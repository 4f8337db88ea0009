//! Session manager
//!
//! Owns the token lifecycle for one identity provider connection. Built once
//! per host and shared as `Arc<SessionManager>`; every operation takes `&self`.
//!
//! Internal state is split across small synchronous locks that are never
//! held across an `.await`:
//! - `lifecycle`: stage, provider identity, authenticated / needs-login flags
//! - `cache`: the single cached bearer token
//! - `lock`: the single-flight interaction lock
//! - `renewal`: the armed renewal timer
//!
//! Logout and reset bump `epoch`. A token whose acquisition started under an
//! older epoch is handed to its caller but never cached.

use std::sync::atomic::{AtomicU64, Ordering};
use std::sync::{Arc, Mutex, MutexGuard, PoisonError, RwLock, Weak};
use std::time::{Duration, Instant};

use common::Secret;
use identity::{
    Account, AuthResult, FlowType, IdentityProvider, InteractiveRequest, StorageTiers, now_millis,
};
use tokio::sync::watch;
use tokio::task::JoinHandle;
use tracing::{debug, error, info, warn};

use crate::cache::{CachedToken, PersistedToken, SESSION_NAMESPACE, TOKEN_KEY, TokenCache};
use crate::classify::{Classification, classify};
use crate::config::SessionConfig;
use crate::error::{Error, Result};
use crate::lock::InteractionLock;
use crate::metrics::{self, TokenSource};
use crate::renewal;
use crate::state::{Lifecycle, Phase, SessionState, Stage, StatusSnapshot};

struct RenewalTimer {
    task: JoinHandle<()>,
    interval: Duration,
}

pub struct SessionManager {
    me: Weak<SessionManager>,
    provider: Arc<dyn IdentityProvider>,
    storage: StorageTiers,
    embedded: bool,
    config: RwLock<Option<Arc<SessionConfig>>>,
    lifecycle: Mutex<Lifecycle>,
    cache: TokenCache,
    lock: InteractionLock,
    renewal: Mutex<Option<RenewalTimer>>,
    epoch: AtomicU64,
    state_tx: watch::Sender<SessionState>,
}
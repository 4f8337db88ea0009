//! Observable session state
//!
//! `SessionState` is the snapshot UI adapters render. It is derived from the
//! manager's internal `Lifecycle` plus the token cache and published on a
//! `tokio::sync::watch` channel after every transition.

use common::Secret;
use identity::{FlowType, ProviderIdentity};
use serde::Serialize;

/// Coarse lifecycle phase.
///
/// Transitions:
/// - Uninitialized → Initializing (`initialize`)
/// - Initializing → AuthenticatedFresh (silent acquisition or redirect resume)
/// - Initializing → NeedsLogin (no account, or silent acquisition failed)
/// - Initializing → Error (provider could not be constructed)
/// - AuthenticatedFresh → AuthenticatedStale (token passed its effective expiry)
/// - AuthenticatedStale → AuthenticatedFresh (renewal succeeded)
/// - any authenticated phase → NeedsLogin (logout, account gone, login failed)
/// - any phase → Uninitialized (`clear_authentication_state`)
#[derive(Debug, Clone, Copy, PartialEq, Eq, Serialize)]
#[serde(rename_all = "snake_case")]
pub enum Phase {
    Uninitialized,
    Initializing,
    AuthenticatedFresh,
    AuthenticatedStale,
    NeedsLogin,
    Error,
}

impl Phase {
    pub fn label(&self) -> &'static str {
        match self {
            Phase::Uninitialized => "uninitialized",
            Phase::Initializing => "initializing",
            Phase::AuthenticatedFresh => "authenticated_fresh",
            Phase::AuthenticatedStale => "authenticated_stale",
            Phase::NeedsLogin => "needs_login",
            Phase::Error => "error",
        }
    }
}

/// What adapters observe.
#[derive(Debug, Clone, Default, PartialEq, Eq)]
pub struct SessionState {
    pub initializing: bool,
    pub authenticated: bool,
    pub needs_login: bool,
    pub error: Option<String>,
    /// Current fresh bearer token, if any
    pub token: Option<Secret<String>>,
    pub is_embedded_context: bool,
}

impl SessionState {
    /// JSON view for adapters. The bearer itself is never included.
    pub fn to_json(&self) -> serde_json::Value {
        serde_json::json!({
            "initializing": self.initializing,
            "authenticated": self.authenticated,
            "needs_login": self.needs_login,
            "error": self.error,
            "has_token": self.token.is_some(),
            "is_embedded_context": self.is_embedded_context,
        })
    }
}

/// Diagnostic status.
#[derive(Debug, Clone, PartialEq, Eq, Serialize)]
pub struct StatusSnapshot {
    pub phase: Phase,
    pub initialized: bool,
    pub has_token: bool,
    /// Effective expiry of the cached token (unix millis)
    pub token_expiry: Option<u64>,
    pub login_in_progress: bool,
    pub account_count: usize,
    pub flow: Option<FlowType>,
    /// Period of the armed renewal timer, if one is running
    pub renewal_interval_secs: Option<u64>,
}

#[derive(Debug, Clone, Copy, PartialEq, Eq)]
pub(crate) enum Stage {
    Uninitialized,
    Initializing,
    Ready,
    Failed,
}

/// Internal lifecycle record guarded by the manager.
#[derive(Debug, Clone)]
pub(crate) struct Lifecycle {
    pub stage: Stage,
    pub identity: Option<ProviderIdentity>,
    pub authenticated: bool,
    pub needs_login: bool,
    pub error: Option<String>,
}

impl Lifecycle {
    pub fn new() -> Self {
        Self {
            stage: Stage::Uninitialized,
            identity: None,
            authenticated: false,
            needs_login: false,
            error: None,
        }
    }

    pub fn phase(&self, has_fresh_token: bool) -> Phase {
        match self.stage {
            Stage::Uninitialized => Phase::Uninitialized,
            Stage::Initializing => Phase::Initializing,
            Stage::Failed => Phase::Error,
            Stage::Ready if !self.authenticated => Phase::NeedsLogin,
            Stage::Ready if has_fresh_token => Phase::AuthenticatedFresh,
            Stage::Ready => Phase::AuthenticatedStale,
        }
    }
}

#[cfg(test)]
mod tests {
    use super::*;

    #[test]
    fn phase_follows_stage_and_token() {
        let mut lc = Lifecycle::new();
        assert_eq!(lc.phase(false), Phase::Uninitialized);

        lc.stage = Stage::Initializing;
        assert_eq!(lc.phase(true), Phase::Initializing);

        lc.stage = Stage::Ready;
        assert_eq!(lc.phase(true), Phase::NeedsLogin);

        lc.authenticated = true;
        assert_eq!(lc.phase(true), Phase::AuthenticatedFresh);
        assert_eq!(lc.phase(false), Phase::AuthenticatedStale);

        lc.stage = Stage::Failed;
        assert_eq!(lc.phase(true), Phase::Error);
    }

    #[test]
    fn json_view_hides_bearer() {
        let state = SessionState {
            authenticated: true,
            token: Some(Secret::new("at_secret".into())),
            ..Default::default()
        };
        let json = state.to_json();
        assert_eq!(json["has_token"], true);
        assert_eq!(json["authenticated"], true);
        assert!(!json.to_string().contains("at_secret"));
    }

    #[test]
    fn status_serializes_phase_label() {
        let status = StatusSnapshot {
            phase: Phase::AuthenticatedFresh,
            initialized: true,
            has_token: true,
            token_expiry: Some(1),
            login_in_progress: false,
            account_count: 1,
            flow: Some(FlowType::Popup),
            renewal_interval_secs: Some(1800),
        };
        let json = serde_json::to_value(&status).unwrap();
        assert_eq!(json["phase"], Phase::AuthenticatedFresh.label());
        assert_eq!(json["flow"], "popup");
    }
}
use std::io::{BufRead, BufReader, Read, Write};
use std::net::{TcpListener, TcpStream};
use std::thread::{self, JoinHandle};

use serde_json::json;

use helperkit::http::{hit_api, ApiRequest, ApiResponse, HttpMethod};
use helperkit::ErrorCode;

/// Answer exactly one request on a loopback port. The join handle yields the
/// raw request text.
fn serve_once(status: &'static str, content_type: &'static str, body: &'static str) -> (String, JoinHandle<String>) {
    let listener = TcpListener::bind("127.0.0.1:0").unwrap();
    let address = listener.local_addr().unwrap();

    let handle = thread::spawn(move || {
        let (mut stream, _) = listener.accept().unwrap();
        let request = read_request(&stream);
        let response = format!(
            "HTTP/1.1 {}\r\nContent-Type: {}\r\nContent-Length: {}\r\nConnection: close\r\n\r\n{}",
            status,
            content_type,
            body.len(),
            body
        );
        stream.write_all(response.as_bytes()).unwrap();
        request
    });

    (format!("http://{}", address), handle)
}

fn read_request(stream: &TcpStream) -> String {
    let mut reader = BufReader::new(stream.try_clone().unwrap());
    let mut head = String::new();
    loop {
        let mut line = String::new();
        reader.read_line(&mut line).unwrap();
        if line == "\r\n" || line.is_empty() {
            break;
        }
        head.push_str(&line);
    }

    let length = head
        .lines()
        .filter_map(|line| line.split_once(':'))
        .find(|(name, _)| name.eq_ignore_ascii_case("content-length"))
        .and_then(|(_, value)| value.trim().parse::<usize>().ok())
        .unwrap_or(0);

    let mut body = vec![0; length];
    reader.read_exact(&mut body).unwrap();
    format!("{}\r\n{}", head, String::from_utf8_lossy(&body))
}

#[test]
fn get_sends_query_and_default_headers_and_decodes_json() {
    let (base, server) = serve_once("200 OK", "application/json", r#"{"results":[1,2]}"#);

    let request = ApiRequest::new(HttpMethod::Get, format!("{}/search", base))
        .param("q", "rust")
        .body(json!({"ignored": true}));
    let response = hit_api(&request).unwrap();

    assert_eq!(response, ApiResponse::Json(json!({"results": [1, 2]})));

    let raw = server.join().unwrap();
    let lowered = raw.to_ascii_lowercase();
    assert!(raw.starts_with("GET /search?q=rust HTTP/1.1"));
    assert!(lowered.contains("accept: application/json"));
    assert!(lowered.contains("content-type: application/json"));
    assert!(!raw.contains("ignored"));
}

#[test]
fn post_sends_json_body_and_custom_headers() {
    let (base, server) = serve_once("201 Created", "application/json", r#"{"id":7}"#);

    let request = ApiRequest::new(HttpMethod::Post, format!("{}/users", base))
        .header("X-Request-Id", "abc123")
        .body(json!({"name": "Ann"}));
    let response = hit_api(&request).unwrap();

    assert_eq!(response, ApiResponse::Json(json!({"id": 7})));

    let raw = server.join().unwrap();
    assert!(raw.starts_with("POST /users HTTP/1.1"));
    assert!(raw.to_ascii_lowercase().contains("x-request-id: abc123"));
    assert!(raw.ends_with(r#"{"name":"Ann"}"#));
}

#[test]
fn non_json_body_is_returned_as_text() {
    let (base, server) = serve_once("200 OK", "text/plain", "pong");

    let response = hit_api(&ApiRequest::new(HttpMethod::Get, format!("{}/ping", base))).unwrap();

    assert_eq!(response, ApiResponse::Text("pong".to_string()));
    server.join().unwrap();
}

#[test]
fn error_status_becomes_status_error() {
    let (base, server) = serve_once("404 Not Found", "application/json", r#"{"message":"missing"}"#);

    let err = hit_api(&ApiRequest::new(HttpMethod::Delete, format!("{}/users/9", base))).unwrap_err();

    assert_eq!(err.code, ErrorCode::HttpStatusError);
    assert_eq!(err.details["status"], json!(404));
    assert_eq!(err.details["method"], json!("DELETE"));
    assert_eq!(err.details["body"], json!(r#"{"message":"missing"}"#));
    assert_eq!(err.retryable, Some(false));
    server.join().unwrap();
}

#[test]
fn refused_connection_is_request_failure() {
    let listener = TcpListener::bind("127.0.0.1:0").unwrap();
    let address = listener.local_addr().unwrap();
    drop(listener);

    let err = hit_api(&ApiRequest::new(HttpMethod::Get, format!("http://{}/", address))).unwrap_err();

    assert_eq!(err.code, ErrorCode::HttpRequestFailed);
    assert!(err.message.starts_with("API request failed:"));
}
◆ ◆ ◆
Pull out each line of the listing that holds the string "single".

**Answer:**
//! - `cache`: the single cached bearer token
//! - `lock`: the single-flight interaction lock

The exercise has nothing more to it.